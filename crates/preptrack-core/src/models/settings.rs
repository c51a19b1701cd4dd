//! User settings model

use std::collections::BTreeMap;

use chrono::NaiveDate;
use serde::{Deserialize, Serialize};
use serde_json::Value;

const DAILY_GOAL_MINUTES: &str = "dailyGoalMinutes";
const WEEKLY_GOAL_HOURS: &str = "weeklyGoalHours";
const TARGET_DATE: &str = "targetDate";
const AUTHORIZED_DEVICES: &str = "authorizedDevices";

const DEFAULT_DAILY_GOAL_MINUTES: u64 = 30;
const DEFAULT_WEEKLY_GOAL_HOURS: u32 = 14;

/// Flat option -> value mapping, synchronized as a whole.
///
/// Keys this crate does not know about are carried through untouched.
#[derive(Debug, Clone, Default, PartialEq, Serialize, Deserialize)]
#[serde(transparent)]
pub struct Settings(BTreeMap<String, Value>);

/// Keys to overwrite in the current settings.
pub type SettingsPatch = BTreeMap<String, Value>;

impl Settings {
    /// Settings written on first run
    #[must_use]
    pub fn initial() -> Self {
        let mut values = BTreeMap::new();
        values.insert(
            WEEKLY_GOAL_HOURS.to_string(),
            Value::from(DEFAULT_WEEKLY_GOAL_HOURS),
        );
        values.insert(
            DAILY_GOAL_MINUTES.to_string(),
            Value::from(DEFAULT_DAILY_GOAL_MINUTES),
        );
        Self(values)
    }

    #[must_use]
    pub fn get(&self, key: &str) -> Option<&Value> {
        self.0.get(key)
    }

    pub fn set(&mut self, key: impl Into<String>, value: Value) {
        self.0.insert(key.into(), value);
    }

    #[must_use]
    pub fn is_empty(&self) -> bool {
        self.0.is_empty()
    }

    pub fn iter(&self) -> impl Iterator<Item = (&String, &Value)> {
        self.0.iter()
    }

    /// Shallow union where `self` wins on key collisions
    #[must_use]
    pub fn union_preferring_self(&self, other: &Self) -> Self {
        let mut merged = other.0.clone();
        merged.extend(self.0.iter().map(|(key, value)| (key.clone(), value.clone())));
        Self(merged)
    }

    /// Daily practice goal in minutes
    #[must_use]
    pub fn daily_goal_minutes(&self) -> u64 {
        self.get(DAILY_GOAL_MINUTES)
            .and_then(Value::as_u64)
            .unwrap_or(DEFAULT_DAILY_GOAL_MINUTES)
    }

    /// Weekly practice goal in hours
    #[must_use]
    pub fn weekly_goal_hours(&self) -> f64 {
        self.get(WEEKLY_GOAL_HOURS)
            .and_then(Value::as_f64)
            .unwrap_or_else(|| f64::from(DEFAULT_WEEKLY_GOAL_HOURS))
    }

    /// Milestone date, if one is set and well-formed
    #[must_use]
    pub fn target_date(&self) -> Option<NaiveDate> {
        self.get(TARGET_DATE)
            .and_then(Value::as_str)
            .and_then(|raw| raw.parse().ok())
    }

    /// Device ids allowed to sync this dataset
    #[must_use]
    pub fn authorized_devices(&self) -> Vec<String> {
        self.get(AUTHORIZED_DEVICES)
            .and_then(Value::as_array)
            .map(|devices| {
                devices
                    .iter()
                    .filter_map(Value::as_str)
                    .map(ToString::to_string)
                    .collect()
            })
            .unwrap_or_default()
    }
}

impl FromIterator<(String, Value)> for Settings {
    fn from_iter<I: IntoIterator<Item = (String, Value)>>(iter: I) -> Self {
        Self(iter.into_iter().collect())
    }
}

#[cfg(test)]
mod tests {
    use super::*;
    use serde_json::json;

    #[test]
    fn test_settings_initial() {
        let settings = Settings::initial();
        assert_eq!(settings.daily_goal_minutes(), 30);
        assert!((settings.weekly_goal_hours() - 14.0).abs() < f64::EPSILON);
        assert!(settings.target_date().is_none());
    }

    #[test]
    fn test_accessors_fall_back_on_malformed_values() {
        let settings: Settings = serde_json::from_value(json!({
            "dailyGoalMinutes": "lots",
            "targetDate": "2024-06-01",
            "authorizedDevices": ["laptop", 3, "phone"]
        }))
        .unwrap();
        assert_eq!(settings.daily_goal_minutes(), 30);
        assert_eq!(
            settings.target_date(),
            NaiveDate::from_ymd_opt(2024, 6, 1)
        );
        assert_eq!(settings.authorized_devices(), vec!["laptop", "phone"]);
    }

    #[test]
    fn test_union_preferring_self_keeps_local_values() {
        let local: Settings = serde_json::from_value(json!({"dailyGoalMinutes": 45})).unwrap();
        let remote: Settings = serde_json::from_value(json!({
            "dailyGoalMinutes": 20,
            "targetDate": "2024-06-01"
        }))
        .unwrap();
        let merged = local.union_preferring_self(&remote);
        assert_eq!(merged.daily_goal_minutes(), 45);
        assert!(merged.target_date().is_some());
    }
}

Problem to work on: In full and word for word, output the entries.

Response to this task:
filename crates/preptrack-core/src/models/settings.rs
repository c51a19b1701cd4dd
//! User settings model

use std::collections::BTreeMap;

use chrono::NaiveDate;
use serde::{Deserialize, Serialize};
use serde_json::Value;

const DAILY_GOAL_MINUTES: &str = "dailyGoalMinutes";
const WEEKLY_GOAL_HOURS: &str = "weeklyGoalHours";
const TARGET_DATE: &str = "targetDate";
const AUTHORIZED_DEVICES: &str = "authorizedDevices";

const DEFAULT_DAILY_GOAL_MINUTES: u64 = 30;
const DEFAULT_WEEKLY_GOAL_HOURS: u32 = 14;

/// Flat option -> value mapping, synchronized as a whole.
///
/// Keys this crate does not know about are carried through untouched.
#[derive(Debug, Clone, Default, PartialEq, Serialize, Deserialize)]
#[serde(transparent)]
pub struct Settings(BTreeMap<String, Value>);

/// Keys to overwrite in the current settings.
pub type SettingsPatch = BTreeMap<String, Value>;

impl Settings {
    /// Settings written on first run
    #[must_use]
    pub fn initial() -> Self {
        let mut values = BTreeMap::new();
        values.insert(
            WEEKLY_GOAL_HOURS.to_string(),
            Value::from(DEFAULT_WEEKLY_GOAL_HOURS),
        );
        values.insert(
            DAILY_GOAL_MINUTES.to_string(),
            Value::from(DEFAULT_DAILY_GOAL_MINUTES),
        );
        Self(values)
    }

    #[must_use]
    pub fn get(&self, key: &str) -> Option<&Value> {
        self.0.get(key)
    }

    pub fn set(&mut self, key: impl Into<String>, value: Value) {
        self.0.insert(key.into(), value);
    }

    #[must_use]
    pub fn is_empty(&self) -> bool {
        self.0.is_empty()
    }

    pub fn iter(&self) -> impl Iterator<Item = (&String, &Value)> {
        self.0.iter()
    }

    /// Shallow union where `self` wins on key collisions
    #[must_use]
    pub fn union_preferring_self(&self, other: &Self) -> Self {
        let mut merged = other.0.clone();
        merged.extend(self.0.iter().map(|(key, value)| (key.clone(), value.clone())));
        Self(merged)
    }

    /// Daily practice goal in minutes
    #[must_use]
    pub fn daily_goal_minutes(&self) -> u64 {
        self.get(DAILY_GOAL_MINUTES)
            .and_then(Value::as_u64)
            .unwrap_or(DEFAULT_DAILY_GOAL_MINUTES)
    }

    /// Weekly practice goal in hours
    #[must_use]
    pub fn weekly_goal_hours(&self) -> f64 {
        self.get(WEEKLY_GOAL_HOURS)
            .and_then(Value::as_f64)
            .unwrap_or_else(|| f64::from(DEFAULT_WEEKLY_GOAL_HOURS))
    }

    /// Milestone date, if one is set and well-formed
    #[must_use]
    pub fn target_date(&self) -> Option<NaiveDate> {
        self.get(TARGET_DATE)
            .and_then(Value::as_str)
            .and_then(|raw| raw.parse().ok())
    }

    /// Device ids allowed to sync this dataset
    #[must_use]
    pub fn authorized_devices(&self) -> Vec<String> {
        self.get(AUTHORIZED_DEVICES)
            .and_then(Value::as_array)
            .map(|devices| {
                devices
                    .iter()
                    .filter_map(Value::as_str)
                    .map(ToString::to_string)
                    .collect()
            })
            .unwrap_or_default()
    }
}

impl FromIterator<(String, Value)> for Settings {
    fn from_iter<I: IntoIterator<Item = (String, Value)>>(iter: I) -> Self {
        Self(iter.into_iter().collect())
    }
}

#[cfg(test)]
mod tests {
    use super::*;
    use serde_json::json;

    #[test]
    fn test_settings_initial() {
        let settings = Settings::initial();
        assert_eq!(settings.daily_goal_minutes(), 30);
        assert!((settings.weekly_goal_hours() - 14.0).abs() < f64::EPSILON);
        assert!(settings.target_date().is_none());
    }

    #[test]
    fn test_accessors_fall_back_on_malformed_values() {
        let settings: Settings = serde_json::from_value(json!({
            "dailyGoalMinutes": "lots",
            "targetDate": "2024-06-01",
            "authorizedDevices": ["laptop", 3, "phone"]
        }))
        .unwrap();
        assert_eq!(settings.daily_goal_minutes(), 30);
        assert_eq!(
            settings.target_date(),
            NaiveDate::from_ymd_opt(2024, 6, 1)
        );
        assert_eq!(settings.authorized_devices(), vec!["laptop", "phone"]);
    }

    #[test]
    fn test_union_preferring_self_keeps_local_values() {
        let local: Settings = serde_json::from_value(json!({"dailyGoalMinutes": 45})).unwrap();
        let remote: Settings = serde_json::from_value(json!({
            "dailyGoalMinutes": 20,
            "targetDate": "2024-06-01"
        }))
        .unwrap();
        let merged = local.union_preferring_self(&remote);
        assert_eq!(merged.daily_goal_minutes(), 45);
        assert!(merged.target_date().is_some());
    }
}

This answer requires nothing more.